_Exercise prompt:_ Copy all of the records below verbatim.

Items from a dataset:
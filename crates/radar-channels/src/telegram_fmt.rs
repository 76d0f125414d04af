//! Helpers for Telegram's HTML parse mode.
//!
//! Telegram accepts a small tag set (`b`, `i`, `u`, `s`, `a`, `code`, `pre`,
//! `blockquote`, `tg-spoiler`) and rejects the whole message when a tag is left
//! open, so truncation has to close whatever it cuts through.

use std::sync::LazyLock;

use regex::Regex;

const ELLIPSIS: char = '…';

/// Escape text so it can be embedded in an HTML-mode message verbatim.
pub fn escape_html(input: &str) -> String {
    let mut out = String::with_capacity(input.len());
    for c in input.chars() {
        match c {
            '&' => out.push_str("&amp;"),
            '<' => out.push_str("&lt;"),
            '>' => out.push_str("&gt;"),
            _ => out.push(c),
        }
    }
    out
}

/// Truncate an HTML-mode message to at most `max_chars` characters.
///
/// Cuts never land inside a tag or an entity. The kept prefix gets an ellipsis
/// and closing tags for everything still open, and the closing tags count
/// against the limit. Text that already fits is returned unchanged.
pub fn truncate_html(input: &str, max_chars: usize) -> String {
    if input.chars().count() <= max_chars {
        return input.to_string();
    }

    let mut open: Vec<String> = Vec::new();
    let mut used = 0usize;
    let mut cut = Cut {
        byte_end: 0,
        open: Vec::new(),
    };

    for token in tokenize(input) {
        let token_chars = token.text.chars().count();
        let mut next_open = open.clone();
        match &token.kind {
            TokenKind::OpenTag(name) => next_open.push(name.clone()),
            TokenKind::CloseTag(name) => {
                if let Some(pos) = next_open.iter().rposition(|t| t == name) {
                    next_open.truncate(pos);
                }
            }
            TokenKind::Text => {}
        }

        let total = used + token_chars + 1 + closing_len(&next_open);
        if total > max_chars {
            break;
        }

        used += token_chars;
        open = next_open;
        cut = Cut {
            byte_end: token.end,
            open: open.clone(),
        };
    }

    let mut out = String::with_capacity(max_chars * 4);
    out.push_str(&input[..cut.byte_end]);
    out.push(ELLIPSIS);
    for name in cut.open.iter().rev() {
        out.push_str("</");
        out.push_str(name);
        out.push('>');
    }
    out
}

/// Render an HTML-mode message as plain text, for when Telegram rejects the
/// markup. Links keep their target in parentheses.
pub fn html_to_plain(input: &str) -> String {
    static ANCHOR: LazyLock<Regex> = LazyLock::new(|| {
        Regex::new(r#"(?is)<a\s+[^>]*href\s*=\s*['"]([^'"]*)['"][^>]*>(.*?)</a>"#)
            .expect("anchor regex should compile")
    });
    static TAG: LazyLock<Regex> =
        LazyLock::new(|| Regex::new(r"(?s)<[^>]*>").expect("tag regex should compile"));

    let with_links = ANCHOR.replace_all(input, "$2 ($1)");
    let stripped = TAG.replace_all(&with_links, "");
    unescape_html(&stripped)
}

fn unescape_html(input: &str) -> String {
    input
        .replace("&lt;", "<")
        .replace("&gt;", ">")
        .replace("&quot;", "\"")
        .replace("&#39;", "'")
        .replace("&amp;", "&")
}

struct Cut {
    byte_end: usize,
    open: Vec<String>,
}

enum TokenKind {
    Text,
    OpenTag(String),
    CloseTag(String),
}

struct Token<'a> {
    kind: TokenKind,
    text: &'a str,
    end: usize,
}

fn closing_len(open: &[String]) -> usize {
    open.iter().map(|name| name.chars().count() + 3).sum()
}

fn tokenize(input: &str) -> Vec<Token<'_>> {
    let mut tokens = Vec::new();
    let mut iter = input.char_indices().peekable();

    while let Some((start, c)) = iter.next() {
        let mut end = start + c.len_utf8();
        let mut kind = TokenKind::Text;

        if c == '<'
            && let Some(rel) = input[start..].find('>')
        {
            end = start + rel + 1;
            kind = classify_tag(&input[start..end]);
        } else if c == '&'
            && let Some(rel) = input[start..].find(';')
            && rel <= 10
            && input[start + 1..start + rel]
                .chars()
                .all(|ch| ch.is_ascii_alphanumeric() || ch == '#')
        {
            end = start + rel + 1;
        }

        while let Some(&(idx, _)) = iter.peek() {
            if idx >= end {
                break;
            }
            iter.next();
        }

        tokens.push(Token {
            kind,
            text: &input[start..end],
            end,
        });
    }

    tokens
}

fn classify_tag(tag: &str) -> TokenKind {
    let inner = tag.trim_start_matches('<').trim_end_matches('>').trim();
    if let Some(rest) = inner.strip_prefix('/') {
        return TokenKind::CloseTag(tag_name(rest));
    }
    if inner.ends_with('/') {
        return TokenKind::Text;
    }
    TokenKind::OpenTag(tag_name(inner))
}

fn tag_name(inner: &str) -> String {
    inner
        .split(|c: char| c.is_whitespace() || c == '/')
        .next()
        .unwrap_or_default()
        .to_ascii_lowercase()
}

#[cfg(test)]
mod tests {
    use super::*;

    fn is_balanced(html: &str) -> bool {
        let mut stack = Vec::new();
        for token in tokenize(html) {
            match token.kind {
                TokenKind::OpenTag(name) => stack.push(name),
                TokenKind::CloseTag(name) => {
                    if stack.pop().as_deref() != Some(name.as_str()) {
                        return false;
                    }
                }
                TokenKind::Text => {}
            }
        }
        stack.is_empty()
    }

    #[test]
    fn escapes_markup_characters() {
        assert_eq!(escape_html("a < b && c > d"), "a &lt; b &amp;&amp; c &gt; d");
        assert_eq!(escape_html("plain"), "plain");
    }

    #[test]
    fn short_text_untouched() {
        let input = "<b>hello</b>";
        assert_eq!(truncate_html(input, 4000), input);
    }

    #[test]
    fn truncation_closes_open_anchor() {
        let links: String = (0..200)
            .map(|i| format!("• <a href='https://example.com/{i}'>Item number {i}</a>\n"))
            .collect();
        let input = format!("<b>Radar</b>\n{links}");
        let out = truncate_html(&input, 4000);

        assert!(out.chars().count() <= 4000);
        assert!(is_balanced(&out));
        assert!(out.starts_with("<b>Radar</b>"));
    }

    #[test]
    fn cut_inside_bold_closes_it() {
        let input = format!("<b>{}</b>", "x".repeat(100));
        let out = truncate_html(&input, 20);
        assert!(out.chars().count() <= 20);
        assert!(out.ends_with("…</b>"));
        assert!(is_balanced(&out));
    }

    #[test]
    fn never_cuts_inside_entity() {
        let input = "&amp;".repeat(50);
        let out = truncate_html(&input, 13);
        assert_eq!(out, "&amp;&amp;…");
    }

    #[test]
    fn nested_tags_close_in_reverse_order() {
        let input = format!("<b><i>{}</i></b>", "y".repeat(50));
        let out = truncate_html(&input, 30);
        assert!(out.ends_with("…</i></b>"));
        assert!(out.chars().count() <= 30);
    }

    #[test]
    fn multibyte_text_is_counted_in_chars() {
        let input = "ñ".repeat(50);
        let out = truncate_html(&input, 10);
        assert_eq!(out.chars().count(), 10);
        assert!(out.ends_with('…'));
    }

    #[test]
    fn plain_rendering_keeps_link_targets() {
        let html = "🔷 <b>MITRE</b>\n• <a href='https://atlas.mitre.org/x'>New &amp; notable</a>";
        assert_eq!(
            html_to_plain(html),
            "🔷 MITRE\n• New & notable (https://atlas.mitre.org/x)"
        );
    }
}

_Result:_
filename crates/radar-channels/src/telegram_fmt.rs
repository 76d0f125414d04af
//! Helpers for Telegram's HTML parse mode.
//!
//! Telegram accepts a small tag set (`b`, `i`, `u`, `s`, `a`, `code`, `pre`,
//! `blockquote`, `tg-spoiler`) and rejects the whole message when a tag is left
//! open, so truncation has to close whatever it cuts through.

use std::sync::LazyLock;

use regex::Regex;

const ELLIPSIS: char = '…';

/// Escape text so it can be embedded in an HTML-mode message verbatim.
pub fn escape_html(input: &str) -> String {
    let mut out = String::with_capacity(input.len());
    for c in input.chars() {
        match c {
            '&' => out.push_str("&amp;"),
            '<' => out.push_str("&lt;"),
            '>' => out.push_str("&gt;"),
            _ => out.push(c),
        }
    }
    out
}

/// Truncate an HTML-mode message to at most `max_chars` characters.
///
/// Cuts never land inside a tag or an entity. The kept prefix gets an ellipsis
/// and closing tags for everything still open, and the closing tags count
/// against the limit. Text that already fits is returned unchanged.
pub fn truncate_html(input: &str, max_chars: usize) -> String {
    if input.chars().count() <= max_chars {
        return input.to_string();
    }

    let mut open: Vec<String> = Vec::new();
    let mut used = 0usize;
    let mut cut = Cut {
        byte_end: 0,
        open: Vec::new(),
    };

    for token in tokenize(input) {
        let token_chars = token.text.chars().count();
        let mut next_open = open.clone();
        match &token.kind {
            TokenKind::OpenTag(name) => next_open.push(name.clone()),
            TokenKind::CloseTag(name) => {
                if let Some(pos) = next_open.iter().rposition(|t| t == name) {
                    next_open.truncate(pos);
                }
            }
            TokenKind::Text => {}
        }

        let total = used + token_chars + 1 + closing_len(&next_open);
        if total > max_chars {
            break;
        }

        used += token_chars;
        open = next_open;
        cut = Cut {
            byte_end: token.end,
            open: open.clone(),
        };
    }

    let mut out = String::with_capacity(max_chars * 4);
    out.push_str(&input[..cut.byte_end]);
    out.push(ELLIPSIS);
    for name in cut.open.iter().rev() {
        out.push_str("</");
        out.push_str(name);
        out.push('>');
    }
    out
}

/// Render an HTML-mode message as plain text, for when Telegram rejects the
/// markup. Links keep their target in parentheses.
pub fn html_to_plain(input: &str) -> String {
    static ANCHOR: LazyLock<Regex> = LazyLock::new(|| {
        Regex::new(r#"(?is)<a\s+[^>]*href\s*=\s*['"]([^'"]*)['"][^>]*>(.*?)</a>"#)
            .expect("anchor regex should compile")
    });
    static TAG: LazyLock<Regex> =
        LazyLock::new(|| Regex::new(r"(?s)<[^>]*>").expect("tag regex should compile"));

    let with_links = ANCHOR.replace_all(input, "$2 ($1)");
    let stripped = TAG.replace_all(&with_links, "");
    unescape_html(&stripped)
}

fn unescape_html(input: &str) -> String {
    input
        .replace("&lt;", "<")
        .replace("&gt;", ">")
        .replace("&quot;", "\"")
        .replace("&#39;", "'")
        .replace("&amp;", "&")
}

struct Cut {
    byte_end: usize,
    open: Vec<String>,
}

enum TokenKind {
    Text,
    OpenTag(String),
    CloseTag(String),
}

struct Token<'a> {
    kind: TokenKind,
    text: &'a str,
    end: usize,
}

fn closing_len(open: &[String]) -> usize {
    open.iter().map(|name| name.chars().count() + 3).sum()
}

fn tokenize(input: &str) -> Vec<Token<'_>> {
    let mut tokens = Vec::new();
    let mut iter = input.char_indices().peekable();

    while let Some((start, c)) = iter.next() {
        let mut end = start + c.len_utf8();
        let mut kind = TokenKind::Text;

        if c == '<'
            && let Some(rel) = input[start..].find('>')
        {
            end = start + rel + 1;
            kind = classify_tag(&input[start..end]);
        } else if c == '&'
            && let Some(rel) = input[start..].find(';')
            && rel <= 10
            && input[start + 1..start + rel]
                .chars()
                .all(|ch| ch.is_ascii_alphanumeric() || ch == '#')
        {
            end = start + rel + 1;
        }

        while let Some(&(idx, _)) = iter.peek() {
            if idx >= end {
                break;
            }
            iter.next();
        }

        tokens.push(Token {
            kind,
            text: &input[start..end],
            end,
        });
    }

    tokens
}

fn classify_tag(tag: &str) -> TokenKind {
    let inner = tag.trim_start_matches('<').trim_end_matches('>').trim();
    if let Some(rest) = inner.strip_prefix('/') {
        return TokenKind::CloseTag(tag_name(rest));
    }
    if inner.ends_with('/') {
        return TokenKind::Text;
    }
    TokenKind::OpenTag(tag_name(inner))
}

fn tag_name(inner: &str) -> String {
    inner
        .split(|c: char| c.is_whitespace() || c == '/')
        .next()
        .unwrap_or_default()
        .to_ascii_lowercase()
}

#[cfg(test)]
mod tests {
    use super::*;

    fn is_balanced(html: &str) -> bool {
        let mut stack = Vec::new();
        for token in tokenize(html) {
            match token.kind {
                TokenKind::OpenTag(name) => stack.push(name),
                TokenKind::CloseTag(name) => {
                    if stack.pop().as_deref() != Some(name.as_str()) {
                        return false;
                    }
                }
                TokenKind::Text => {}
            }
        }
        stack.is_empty()
    }

    #[test]
    fn escapes_markup_characters() {
        assert_eq!(escape_html("a < b && c > d"), "a &lt; b &amp;&amp; c &gt; d");
        assert_eq!(escape_html("plain"), "plain");
    }

    #[test]
    fn short_text_untouched() {
        let input = "<b>hello</b>";
        assert_eq!(truncate_html(input, 4000), input);
    }

    #[test]
    fn truncation_closes_open_anchor() {
        let links: String = (0..200)
            .map(|i| format!("• <a href='https://example.com/{i}'>Item number {i}</a>\n"))
            .collect();
        let input = format!("<b>Radar</b>\n{links}");
        let out = truncate_html(&input, 4000);

        assert!(out.chars().count() <= 4000);
        assert!(is_balanced(&out));
        assert!(out.starts_with("<b>Radar</b>"));
    }

    #[test]
    fn cut_inside_bold_closes_it() {
        let input = format!("<b>{}</b>", "x".repeat(100));
        let out = truncate_html(&input, 20);
        assert!(out.chars().count() <= 20);
        assert!(out.ends_with("…</b>"));
        assert!(is_balanced(&out));
    }

    #[test]
    fn never_cuts_inside_entity() {
        let input = "&amp;".repeat(50);
        let out = truncate_html(&input, 13);
        assert_eq!(out, "&amp;&amp;…");
    }

    #[test]
    fn nested_tags_close_in_reverse_order() {
        let input = format!("<b><i>{}</i></b>", "y".repeat(50));
        let out = truncate_html(&input, 30);
        assert!(out.ends_with("…</i></b>"));
        assert!(out.chars().count() <= 30);
    }

    #[test]
    fn multibyte_text_is_counted_in_chars() {
        let input = "ñ".repeat(50);
        let out = truncate_html(&input, 10);
        assert_eq!(out.chars().count(), 10);
        assert!(out.ends_with('…'));
    }

    #[test]
    fn plain_rendering_keeps_link_targets() {
        let html = "🔷 <b>MITRE</b>\n• <a href='https://atlas.mitre.org/x'>New &amp; notable</a>";
        assert_eq!(
            html_to_plain(html),
            "🔷 MITRE\n• New & notable (https://atlas.mitre.org/x)"
        );
    }
}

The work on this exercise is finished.